An annual gala is a tradition for most dance companies. Miami Cuban Classical Ballet is no different.
CCBM will present its classic grand gala on Saturday at the Fillmore Miami Beach at the Jackie Gleason Theater. However, instead of a usual fundraising gala, the CCBM will use this performance as a celebration of dance and a happy tribute to the performing arts. It will be both live with a socially distant in-person audience and streamed live from the company’s website.
“Every year, we organize a big gala,” explains CCBM artistic director Eriberto Jimenez. “It’s more elegant and it’s a big event, but it’s not a fundraiser. It’s our biggest performance of the year, and we try to do mostly classical ballet.
This year’s performance will be a rehearsal of a 2014 performance that paid homage to some of the greatest and most established classical ballets. The ballets chosen are from the golden age of Diaghilev’s Ballets Russes, a company that broke down barriers in Paris in the early 1900s – with colorful and vibrant costumes and sets and collaborations with top musicians. and set designers of the time – and affected the way audiences viewed dance from that point on.

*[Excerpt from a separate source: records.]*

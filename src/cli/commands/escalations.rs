//! `escalations` command: list decision points awaiting operator review.

use std::path::PathBuf;

use anyhow::Result;
use clap::Args;
use serde::Serialize;
use uuid::Uuid;

use crate::cli::output::{list_table, output, truncate, CommandOutput};
use crate::domain::models::EscalationRecord;

#[derive(Args, Debug)]
pub struct EscalationsArgs {
    /// Only escalations for this loop
    #[arg(long)]
    pub loop_id: Option<Uuid>,

    /// Maximum entries to show
    #[arg(long, default_value_t = 20)]
    pub limit: usize,
}

#[derive(Debug, Serialize)]
pub struct EscalationsOutput {
    pub escalations: Vec<EscalationRecord>,
    pub total: usize,
}

impl CommandOutput for EscalationsOutput {
    fn to_human(&self) -> String {
        if self.escalations.is_empty() {
            return "No escalations recorded.".to_string();
        }

        let mut table = list_table(&["when", "loop", "decision point", "reason", "rejected"]);
        for escalation in &self.escalations {
            table.add_row(vec![
                escalation.timestamp.format("%Y-%m-%d %H:%M:%S").to_string(),
                escalation.loop_id.to_string(),
                truncate(&escalation.decision_point, 24),
                truncate(&escalation.escalation_reason, 48),
                escalation.rejected_plan_ids.len().to_string(),
            ]);
        }
        format!("{} escalation(s):\n{table}", self.total)
    }
}

pub async fn execute(args: EscalationsArgs, config_path: Option<PathBuf>, json: bool) -> Result<()> {
    let config = super::load_config(config_path.as_deref())?;
    let governor = super::build_governor(&config).await?;

    let escalations = match args.loop_id {
        Some(loop_id) => governor.escalations_for_loop(loop_id, Some(args.limit)).await?,
        None => governor.all_escalations(Some(args.limit)).await?,
    };
    let result = EscalationsOutput {
        total: escalations.len(),
        escalations,
    };

    output(&result, json);
    Ok(())
}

“It’s important for the audience to see a range of classical ballets in the same program,” says Jimenez. “And these ballets should be seen over and over again.”

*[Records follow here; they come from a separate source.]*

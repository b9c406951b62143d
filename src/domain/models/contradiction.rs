//! Contradictions detected between beliefs during a loop's reflections.

use chrono::{DateTime, Utc};
use serde::{Deserialize, Serialize};
use uuid::Uuid;

#[derive(Debug, Clone, Copy, PartialEq, Eq, Serialize, Deserialize)]
#[serde(rename_all = "snake_case")]
pub enum ContradictionResolution {
    Unresolved,
    Flagged,
    Revised,
}

impl ContradictionResolution {
    pub fn as_str(&self) -> &'static str {
        match self {
            Self::Unresolved => "unresolved",
            Self::Flagged => "flagged",
            Self::Revised => "revised",
        }
    }

    /// Freeze rule 2 cannot clear while a referenced contradiction is
    /// unresolved.
    pub fn is_resolved(&self) -> bool {
        !matches!(self, Self::Unresolved)
    }
}

/// A detected conflict between two beliefs within a loop.
#[derive(Debug, Clone, PartialEq, Serialize, Deserialize)]
pub struct ContradictionRecord {
    pub contradiction_id: Uuid,
    pub loop_id: Uuid,
    pub agent: String,
    pub belief_1: Uuid,
    pub belief_2: Uuid,
    /// Classification of the conflict (e.g. "value", "factual").
    pub kind: String,
    /// Severity, [0,1].
    pub score: f64,
    pub resolution: ContradictionResolution,
    pub created_at: DateTime<Utc>,
}

impl ContradictionRecord {
    pub fn new(
        loop_id: Uuid,
        agent: impl Into<String>,
        belief_1: Uuid,
        belief_2: Uuid,
        kind: impl Into<String>,
        score: f64,
    ) -> Self {
        Self {
            contradiction_id: Uuid::new_v4(),
            loop_id,
            agent: agent.into(),
            belief_1,
            belief_2,
            kind: kind.into(),
            score,
            resolution: ContradictionResolution::Unresolved,
            created_at: Utc::now(),
        }
    }
}
//! Command line interface for the governance engine.

pub mod commands;
pub mod output;

use clap::{Parser, Subcommand};

#[derive(Parser, Debug)]
#[command(name = "loopgate", version, about = "Loop governance and trust-gated execution control")]
pub struct Cli {
    /// Output machine-readable JSON instead of tables
    #[arg(long, global = true)]
    pub json: bool,

    /// Load configuration from a specific file instead of the
    /// .loopgate/ hierarchy
    #[arg(long, global = true)]
    pub config: Option<std::path::PathBuf>,

    #[command(subcommand)]
    pub command: Commands,
}

#[derive(Subcommand, Debug)]
pub enum Commands {
    /// Run the governance HTTP server
    Serve(commands::serve::ServeArgs),
    /// Show trust standing and history for an agent
    Trust(commands::trust::TrustArgs),
    /// List recorded escalations
    Escalations(commands::escalations::EscalationsArgs),
    /// Show the active threshold table
    Thresholds(commands::thresholds::ThresholdsArgs),
    /// Override an active freeze on a loop
    Override(commands::override_freeze::OverrideArgs),
}

/// Print an error in the requested format and exit non-zero.
pub fn handle_error(err: anyhow::Error, json_mode: bool) {
    if json_mode {
        let body = serde_json::json!({ "error": err.to_string() });
        eprintln!("{}", serde_json::to_string_pretty(&body).unwrap_or_default());
    } else {
        eprintln!("Error: {err:#}");
    }
    std::process::exit(1);
}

The Ballets Russes’ favorites will be “La Vivandière Pas de Six”, “Le Specter de la Rose”, “La Bayadère Suite”, “Les Biches” and “Carnaval” to close. The program will be one hour and 15 minutes with no intermission, according to COVID-19 security protocols.

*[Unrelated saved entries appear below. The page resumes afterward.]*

//! Demotion manager: substitutes fallback agents for low-trust agents.
//!
//! Per-agent state machine `active → demoted → active (restored)` or
//! `demoted → reset`, with a hysteresis margin on restoration to prevent
//! flapping around the threshold.

use std::collections::HashMap;
use std::sync::Arc;

use tokio::sync::RwLock;
use tracing::{info, warn};

use crate::domain::models::{
    DemotionEvent, DemotionStatus, GovernanceRecord, RecordKind, RecordPayload,
};
use crate::domain::ports::{GovernanceError, RecordQuery, RecordStore};
use uuid::Uuid;

/// Configuration for demotion decisions.
#[derive(Debug, Clone)]
pub struct DemotionConfig {
    /// Trust score below which an agent is demoted.
    pub demotion_threshold: f64,
    /// Restoration requires trust >= threshold + this margin.
    pub hysteresis_margin: f64,
    /// Trust assumed for agents with no recorded history.
    pub default_trust: f64,
}

impl Default for DemotionConfig {
    fn default() -> Self {
        Self {
            demotion_threshold: 0.5,
            hysteresis_margin: 0.1,
            default_trust: 0.7,
        }
    }
}

/// Static capability-compatible fallback mapping: role class -> members.
#[derive(Debug, Clone, Default)]
pub struct RoleMap {
    members: HashMap<String, Vec<String>>,
}

impl RoleMap {
    pub fn new(members: HashMap<String, Vec<String>>) -> Self {
        Self { members }
    }

    /// Role class an agent belongs to, if any.
    pub fn role_of(&self, agent: &str) -> Option<&str> {
        self.members
            .iter()
            .find(|(_, agents)| agents.iter().any(|a| a == agent))
            .map(|(role, _)| role.as_str())
    }

    /// Same-role peers of an agent, excluding the agent itself.
    pub fn peers(&self, agent: &str) -> Vec<&str> {
        match self.role_of(agent) {
            Some(role) => self.members[role]
                .iter()
                .filter(|a| a.as_str() != agent)
                .map(String::as_str)
                .collect(),
            None => Vec::new(),
        }
    }
}

/// Service managing per-agent demotion state.
pub struct DemotionManager {
    config: DemotionConfig,
    role_map: RoleMap,
    store: Arc<dyn RecordStore>,
    /// Active demotion per agent. Keying by agent enforces the at-most-one
    /// active demotion invariant structurally.
    active: RwLock<HashMap<String, DemotionEvent>>,
}

impl DemotionManager {
    pub fn new(config: DemotionConfig, role_map: RoleMap, store: Arc<dyn RecordStore>) -> Self {
        Self {
            config,
            role_map,
            store,
            active: RwLock::new(HashMap::new()),
        }
    }

    /// Rebuild the active-demotion projection by replaying the log.
    /// Transitions are applied in order: an `active` record opens a
    /// demotion, `restored`/`reset` close it.
    pub async fn hydrate(&self) -> Result<(), GovernanceError> {
        let records = self
            .store
            .query(RecordQuery::new().kind(RecordKind::Demotion).ascending())
            .await?;

        let mut active = self.active.write().await;
        active.clear();
        for record in records {
            if let RecordPayload::Demotion(event) = record.payload {
                match event.status {
                    DemotionStatus::Active => {
                        active.insert(event.agent.clone(), event);
                    }
                    DemotionStatus::Restored | DemotionStatus::Reset => {
                        active.remove(&event.agent);
                    }
                }
            }
        }
        Ok(())
    }

    /// Re-check an agent after a trust event. Demotes when the new score
    /// is below the threshold and the agent is not already demoted.
    ///
    /// `peer_scores` is the caller's snapshot of current trust scores,
    /// used to pick the highest-trust compatible fallback.
    pub async fn on_trust_event(
        &self,
        agent: &str,
        trust_score: f64,
        loop_id: Option<Uuid>,
        peer_scores: &HashMap<String, f64>,
    ) -> Result<Option<DemotionEvent>, GovernanceError> {
        if trust_score >= self.config.demotion_threshold {
            return Ok(None);
        }

        let mut active = self.active.write().await;
        if active.contains_key(agent) {
            // Already demoted; one active demotion per agent.
            return Ok(None);
        }

        let fallback = self.choose_fallback(agent, peer_scores, &active);
        let fallback = match fallback {
            Some(name) => name,
            None => {
                warn!(agent, "no capability-compatible fallback available; demoting in place");
                agent.to_string()
            }
        };

        let event = DemotionEvent::new(
            agent,
            fallback.clone(),
            trust_score,
            format!(
                "trust score {trust_score:.3} below demotion threshold {:.3}",
                self.config.demotion_threshold
            ),
            loop_id,
        );

        self.store
            .append(&GovernanceRecord::new(RecordPayload::Demotion(event.clone())))
            .await?;
        active.insert(agent.to_string(), event.clone());

        warn!(
            agent,
            fallback = %fallback,
            trust_score,
            "agent demoted"
        );
        Ok(Some(event))
    }

    /// Highest-trust same-role peer that is not itself demoted.
    /// Ties break by name for determinism.
    fn choose_fallback(
        &self,
        agent: &str,
        peer_scores: &HashMap<String, f64>,
        active: &HashMap<String, DemotionEvent>,
    ) -> Option<String> {
        self.role_map
            .peers(agent)
            .into_iter()
            .filter(|peer| !active.contains_key(*peer))
            .max_by(|a, b| {
                let score_a = peer_scores.get(*a).copied().unwrap_or(self.config.default_trust);
                let score_b = peer_scores.get(*b).copied().unwrap_or(self.config.default_trust);
                score_a.total_cmp(&score_b).then_with(|| b.cmp(a))
            })
            .map(String::from)
    }

    /// Agent to actually dispatch: the fallback when demoted, else the
    /// agent itself. Must be consulted before any loop dispatch.
    pub async fn get_effective_agent(&self, agent: &str) -> String {
        let active = self.active.read().await;
        match active.get(agent) {
            Some(event) => event.fallback_agent.clone(),
            None => agent.to_string(),
        }
    }

    pub async fn is_demoted(&self, agent: &str) -> bool {
        self.active.read().await.contains_key(agent)
    }

    /// Whether a trust event at this score leaves the agent demoted,
    /// without performing the transition.
    pub async fn would_demote(&self, agent: &str, trust_score: f64) -> bool {
        trust_score < self.config.demotion_threshold || self.is_demoted(agent).await
    }

    /// The active demotion event for an agent, if any.
    pub async fn get_active(&self, agent: &str) -> Option<DemotionEvent> {
        self.active.read().await.get(agent).cloned()
    }

    /// Restore a demoted agent.
    ///
    /// Requires `current_trust >= demotion_threshold + hysteresis_margin`
    /// unless `manual` is set, which bypasses the trust check but is
    /// logged distinctly.
    pub async fn restore(
        &self,
        agent: &str,
        current_trust: f64,
        manual: bool,
    ) -> Result<DemotionEvent, GovernanceError> {
        let mut active = self.active.write().await;
        let Some(event) = active.get(agent) else {
            return Err(GovernanceError::UnknownAgent(agent.to_string()));
        };

        let floor = self.config.demotion_threshold + self.config.hysteresis_margin;
        if !manual && current_trust < floor {
            return Err(GovernanceError::Validation(format!(
                "cannot restore '{agent}': trust {current_trust:.3} below restoration floor {floor:.3}"
            )));
        }

        let mut restored = event.clone();
        restored.status = DemotionStatus::Restored;
        restored.manual = manual;
        restored.trust_score = current_trust;

        self.store
            .append(&GovernanceRecord::new(RecordPayload::Demotion(restored.clone())))
            .await?;
        active.remove(agent);

        if manual {
            warn!(agent, current_trust, "agent restored by operator, trust check bypassed");
        } else {
            info!(agent, current_trust, "agent restored");
        }
        Ok(restored)
    }

    /// Reset a demotion without restoring standing (`demoted → reset`).
    pub async fn reset(&self, agent: &str) -> Result<DemotionEvent, GovernanceError> {
        let mut active = self.active.write().await;
        let Some(event) = active.get(agent) else {
            return Err(GovernanceError::UnknownAgent(agent.to_string()));
        };

        let mut reset = event.clone();
        reset.status = DemotionStatus::Reset;

        self.store
            .append(&GovernanceRecord::new(RecordPayload::Demotion(reset.clone())))
            .await?;
        active.remove(agent);

        info!(agent, "demotion reset");
        Ok(reset)
    }

    pub fn config(&self) -> &DemotionConfig {
        &self.config
    }
}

The CCBM was created by Pedro Pablo Peña (1944-2018) of Cuban origin in 2006 in order to continue the tradition of Cuban classical ballet outside the island. Jimenez, who arrived in the United States in 1989, became Peña’s right-hand man.
Over the years, even while dancing, Jimenez was responsible for directing, coaching and choreographing the repertoire, as well as overseeing all backstage needs. He later started accompanying Peña to business meetings. It is obvious that Jimenez was trained to take the artistic direction when the time came.
“I got it all thanks to Pedro [Pablo Peña]”, says Jimenez.
Now artistic director and in preparation for the June 5 gala, Jimenez directed and trained each of the ballets. It pays special attention to the pursuit of the vision of preserving the repertoire and technique of classical ballet and showing the distinctive talent and artistry of Cuban dancers.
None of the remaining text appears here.